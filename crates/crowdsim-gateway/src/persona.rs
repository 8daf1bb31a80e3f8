//! Persona generation: demographic buckets → flat ordered list of named agents.

use serde::{Deserialize, Serialize};

/// One trait value: a single string or a list of strings.
#[derive(Debug, Clone, PartialEq, Eq, Serialize, Deserialize)]
#[serde(untagged)]
pub enum TraitValue {
    /// Single value, e.g. `"teacher"`.
    One(String),
    /// Multi-valued, e.g. `["teacher", "tutor"]`.
    Many(Vec<String>),
}

impl TraitValue {
    /// Render for prompt text; multi-valued traits joined by `", "`.
    pub fn render(&self) -> String {
        match self {
            Self::One(value) => value.clone(),
            Self::Many(values) => values.join(", "),
        }
    }

    /// An empty string or empty list counts as absent.
    fn is_present(&self) -> bool {
        match self {
            Self::One(value) => !value.is_empty(),
            Self::Many(values) => !values.is_empty(),
        }
    }
}

/// One demographic bucket from the request: how many personas to create plus
/// the traits they share. Input-only, never mutated after parsing.
#[derive(Debug, Clone, Serialize, Deserialize)]
#[serde(rename_all = "camelCase")]
pub struct DemographicBucket {
    /// Number of personas this bucket expands into; `0` contributes nothing.
    pub count: u32,
    #[serde(default, skip_serializing_if = "Option::is_none")]
    pub occupation: Option<TraitValue>,
    #[serde(default, skip_serializing_if = "Option::is_none")]
    pub age_range: Option<TraitValue>,
    #[serde(default, skip_serializing_if = "Option::is_none")]
    pub gender: Option<TraitValue>,
    #[serde(default, skip_serializing_if = "Option::is_none")]
    pub income_range: Option<TraitValue>,
}

/// Trait mapping carried by a persona. Absent attributes are omitted, not
/// defaulted; these exact values are copied into every message the persona
/// produces (wire names stay camelCase).
#[derive(Debug, Clone, Default, PartialEq, Eq, Serialize, Deserialize)]
#[serde(rename_all = "camelCase")]
pub struct PersonaTraits {
    #[serde(default, skip_serializing_if = "Option::is_none")]
    pub occupation: Option<TraitValue>,
    #[serde(default, skip_serializing_if = "Option::is_none")]
    pub age_range: Option<TraitValue>,
    #[serde(default, skip_serializing_if = "Option::is_none")]
    pub gender: Option<TraitValue>,
    #[serde(default, skip_serializing_if = "Option::is_none")]
    pub income_range: Option<TraitValue>,
}

impl PersonaTraits {
    fn from_bucket(bucket: &DemographicBucket) -> Self {
        Self {
            occupation: bucket.occupation.clone().filter(TraitValue::is_present),
            age_range: bucket.age_range.clone().filter(TraitValue::is_present),
            gender: bucket.gender.clone().filter(TraitValue::is_present),
            income_range: bucket.income_range.clone().filter(TraitValue::is_present),
        }
    }

    /// Render as `"key: value"` segments joined by `". "`, keys in wire form.
    pub fn render(&self) -> String {
        let mut segments = Vec::new();
        if let Some(ref value) = self.occupation {
            segments.push(format!("occupation: {}", value.render()));
        }
        if let Some(ref value) = self.age_range {
            segments.push(format!("ageRange: {}", value.render()));
        }
        if let Some(ref value) = self.gender {
            segments.push(format!("gender: {}", value.render()));
        }
        if let Some(ref value) = self.income_range {
            segments.push(format!("incomeRange: {}", value.render()));
        }
        segments.join(". ")
    }
}

/// A synthetic focus-group participant, immutable for the duration of a run.
#[derive(Debug, Clone, PartialEq, Eq)]
pub struct Persona {
    /// Display name, `"Agent N"` with global 1-based numbering.
    pub name: String,
    /// Trait mapping copied from the originating bucket.
    pub traits: PersonaTraits,
}

/// Expand buckets into personas. Output length equals the sum of `count`
/// across buckets; numbering is global and sequential across buckets, so
/// bucket order is preserved. No error conditions.
pub fn generate_personas(buckets: &[DemographicBucket]) -> Vec<Persona> {
    let mut personas = Vec::new();
    let mut number = 1u32;
    for bucket in buckets {
        for _ in 0..bucket.count {
            personas.push(Persona {
                name: format!("Agent {number}"),
                traits: PersonaTraits::from_bucket(bucket),
            });
            number += 1;
        }
    }
    personas
}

*-*-*

■ **TASK REQUIREMENTS**
Only the lines from the one holding "let mut personas = Vec::new();" through the end of the records should appear in the answer, each repeated exactly.

■ **RESPONSE FOR THIS EXERCISE**
    let mut personas = Vec::new();
    let mut number = 1u32;
    for bucket in buckets {
        for _ in 0..bucket.count {
            personas.push(Persona {
                name: format!("Agent {number}"),
                traits: PersonaTraits::from_bucket(bucket),
            });
            number += 1;
        }
    }
    personas
}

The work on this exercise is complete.